Há mais de 58 mil mortes registadas até agora, mas há estimativas de que cerca de 150 mil possam ter morrido. É difícil registar o número de vítimas quando a infra-estrutura do país está em ruínas e milhões de pessoas estão deslocadas.
As pessoas não estão apenas morrendo de violência, mas também de doenças e fome. Houve repetidos surtos de cólera, hepatite viral, meningite, febre amarela e outras doenças infecciosas. A guerra criou a maior crise de fome do mundo, onde 29 milhões de pessoas, 62% da população, não têm agora alimentos suficientes. E a fome continua a se espalhar.
As cozinhas comunitárias locais geridas por voluntários estão no centro da luta para acabar com a fome, mas precisam urgentemente de mais apoio. A Islamic Relief conduziu recentemente uma pesquisa que revelou que 42 por cento das 844 cozinhas pesquisadas em todo o país fecharam nos últimos seis meses devido à falta de fundos e suprimentos.
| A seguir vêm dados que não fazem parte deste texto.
//! Indexing pipeline: discover memory files, chunk them, embed what is
//! new, and upsert into the vector store.
//!
//! Chunk ids embed a content hash, so re-running the indexer skips every
//! chunk whose text is unchanged. Index metadata is written only after the
//! vectors have landed, which keeps a crashed run from pinning queries to
//! a provider that never produced vectors.

use std::collections::HashSet;
use std::path::PathBuf;

use globset::Glob;

use crate::chunker::chunk_markdown;
use crate::config::Config;
use crate::embedding;
use crate::error::MemoryError;
use crate::models::{Chunk, IndexReport, VectorRecord};
use crate::store::{self, IndexMetadata, Metric};

/// Run a full indexing pass. `force` drops the existing vectors and
/// rebuilds from scratch.
pub async fn run_index(config: &Config, force: bool) -> Result<IndexReport, MemoryError> {
    // Provider first: a run over an empty corpus still reports which
    // provider it would have used.
    let provider = embedding::select_for_indexing(&config.embedding).await?;

    let files = discover_files(&[config.memory.sessions_dir(), config.memory.plans_dir()])?;
    tracing::info!(files = files.len(), "scanning memory files");

    if files.is_empty() {
        return Ok(IndexReport {
            chunks_indexed: 0,
            files_scanned: 0,
            embedding: provider.kind.name().to_string(),
            message: Some("No memory files found".to_string()),
        });
    }

    let mut chunks = Vec::new();
    for file in &files {
        match std::fs::read_to_string(file) {
            Ok(text) => chunks.extend(chunk_markdown(&text, file)),
            Err(e) => {
                tracing::warn!(file = %file.display(), "skipping unreadable file: {}", e);
            }
        }
    }

    if chunks.is_empty() {
        return Ok(IndexReport {
            chunks_indexed: 0,
            files_scanned: files.len(),
            embedding: provider.kind.name().to_string(),
            message: Some("No indexable content found".to_string()),
        });
    }

    let store = store::open_store(&config.vector).await?;
    let metric = Metric::parse(&config.vector.metric).unwrap_or_default();

    let existing = if !force && store.is_initialized().await? {
        store.content_hashes().await?
    } else {
        HashSet::new()
    };

    let new_chunks = filter_new_chunks(chunks, &existing);

    if new_chunks.is_empty() {
        return Ok(IndexReport {
            chunks_indexed: 0,
            files_scanned: files.len(),
            embedding: provider.kind.name().to_string(),
            message: Some("All chunks already indexed".to_string()),
        });
    }

    tracing::info!(
        chunks = new_chunks.len(),
        provider = provider.kind.name(),
        "embedding new chunks"
    );

    let mut vectors: Vec<Vec<f32>> = Vec::with_capacity(new_chunks.len());
    for batch in new_chunks.chunks(config.embedding.batch_size) {
        let texts: Vec<String> = batch.iter().map(|c| c.content.clone()).collect();
        vectors.extend(embedding::embed_texts(&provider, &config.embedding, &texts).await?);
    }

    if vectors.len() != new_chunks.len() {
        return Err(MemoryError::EmbeddingFailure(format!(
            "Expected {} embeddings, got {}",
            new_chunks.len(),
            vectors.len()
        )));
    }

    let dimension = vectors.first().map(|v| v.len()).unwrap_or(provider.dims);
    let records: Vec<VectorRecord> = new_chunks
        .into_iter()
        .zip(vectors)
        .map(|(chunk, embedding)| VectorRecord { chunk, embedding })
        .collect();

    // The old vectors are dropped only once their replacements exist, so
    // an embedding failure leaves the previous index intact.
    if force && store.is_initialized().await? {
        tracing::info!("force rebuild: clearing existing vectors");
        store.clear().await?;
    }

    store.upsert(&records).await?;

    store::write_metadata(
        &config.vector.path,
        &IndexMetadata {
            provider: provider.kind.name().to_string(),
            dimension,
            metric,
        },
    )?;

    Ok(IndexReport {
        chunks_indexed: records.len(),
        files_scanned: files.len(),
        embedding: provider.kind.name().to_string(),
        message: None,
    })
}

/// Markdown files under the given directories, recursive, sorted by path.
/// Missing directories are skipped.
fn discover_files(dirs: &[PathBuf]) -> Result<Vec<PathBuf>, MemoryError> {
    let matcher = Glob::new("*.md")
        .map_err(|e| MemoryError::BackendFailure(e.to_string()))?
        .compile_matcher();

    let mut files = Vec::new();
    for dir in dirs {
        if !dir.is_dir() {
            continue;
        }
        for entry in walkdir::WalkDir::new(dir).sort_by_file_name() {
            let entry = entry.map_err(|e| MemoryError::BackendFailure(e.to_string()))?;
            if entry.file_type().is_file() && matcher.is_match(entry.file_name()) {
                files.push(entry.path().to_path_buf());
            }
        }
    }
    files.sort();
    Ok(files)
}

/// Drop chunks whose content hash is already stored, and duplicates
/// within the batch itself.
fn filter_new_chunks(chunks: Vec<Chunk>, existing: &HashSet<String>) -> Vec<Chunk> {
    let mut seen: HashSet<String> = HashSet::new();
    chunks
        .into_iter()
        .filter(|chunk| {
            !existing.contains(&chunk.content_hash) && seen.insert(chunk.content_hash.clone())
        })
        .collect()
}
Agora, a guerra EUA-Israel contra o Irão está a sufocar as cadeias de abastecimento e a exacerbar a crise de fome no Sudão, com os preços dos alimentos e dos combustíveis a duplicar e a empurrar ainda mais famílias para a fome.
Nas regiões ocidentais de Darfur e do Cordofão, as pessoas continuam a fugir de atrocidades horríveis: ataques de drones a hospitais e escolas, cidades sitiadas, aldeias incendiadas e comboios de ajuda bombardeados. Estou maravilhado com o nosso pessoal que continua a trabalhar em condições tão extremas e a ajudar os deslocados tanto quanto pode. E, no entanto, ainda há muitas necessidades que não são atendidas.
Mesmo em Cartum e no leste do país, onde há melhorias na segurança e as famílias deslocadas começaram a regressar às suas comunidades, a situação é má.
Pelo menos 1,3 milhões de pessoas regressaram à capital apenas para se depararem com um desastre: grave escassez de alimentos, poucos empregos e quase nenhuma prestação de serviços. A pobreza é desesperadora e generalizada, pois a guerra destruiu a economia.
Cerca de 200 escolas estão fora de funcionamento só em Cartum, agora destruídas ou abrigando famílias deslocadas, pelo que as crianças que regressam não têm onde reiniciar a sua educação. Os hospitais que não foram destruídos foram saqueados e estão apenas parcialmente operacionais. A eletricidade está disponível apenas algumas horas por dia.
A nossa equipa de Ajuda Islâmica em Cartum está a ajudar a reconstruir escolas e instalações de saúde, proporcionando às pessoas apoio psicossocial para o trauma que sofreram. Mas a escala da necessidade é imensa e difícil de igualar.
Conheci muitos sobreviventes com histórias terríveis. Uma mulher, Ayesha, contou-me como quatro dos seus filhos foram mortos por factos conflitantes. Ela carregou os netos durante cinco dias para chegar a um campo para deslocados na cidade de Gadarif, no leste do Sudão. Todos que conheci tinham histórias semelhantes de perdas e viagens perigosas.
As pessoas ainda temem que as frágeis melhorias na capital entrem em colapso à medida que a guerra continua. No último mês, os combates intensificaram-se em vários estados, enquanto Cartum foi atingida por ataques de drones.
Para muitas pessoas, o maior receio agora é que a guerra sem fim no oeste do país resulte na divisão do Sudão, um dos maiores países de África, em dois.
No mês passado, os líderes mundiais reuniram-se em Berlim para uma grande conferência para assinalar o terceiro aniversário da guerra. Mas, mais uma vez, houve poucos progressos concretos no sentido do avanço diplomático necessário para trazer uma paz sustentável e proteger os civis.
É vital que os governos internacionais intensifiquem urgentemente os esforços políticos para conseguir um cessar-fogo, apoiem a estabilidade e os grupos de resposta local e garantam que a ajuda humanitária possa chegar a todos os necessitados. Tragicamente, há muitos recursos provenientes do exterior que alimentam a guerra em vez de ajudarem a resolvê-la.
O que o povo sudanês que conheci mais deseja é que a guerra acabe, que regressem às suas casas e que vivam com dignidade e sem medo. Não deveria ser pedir muito.
As opiniões expressas neste artigo são do próprio autor e não refletem necessariamente a posição editorial da Al Jazeera.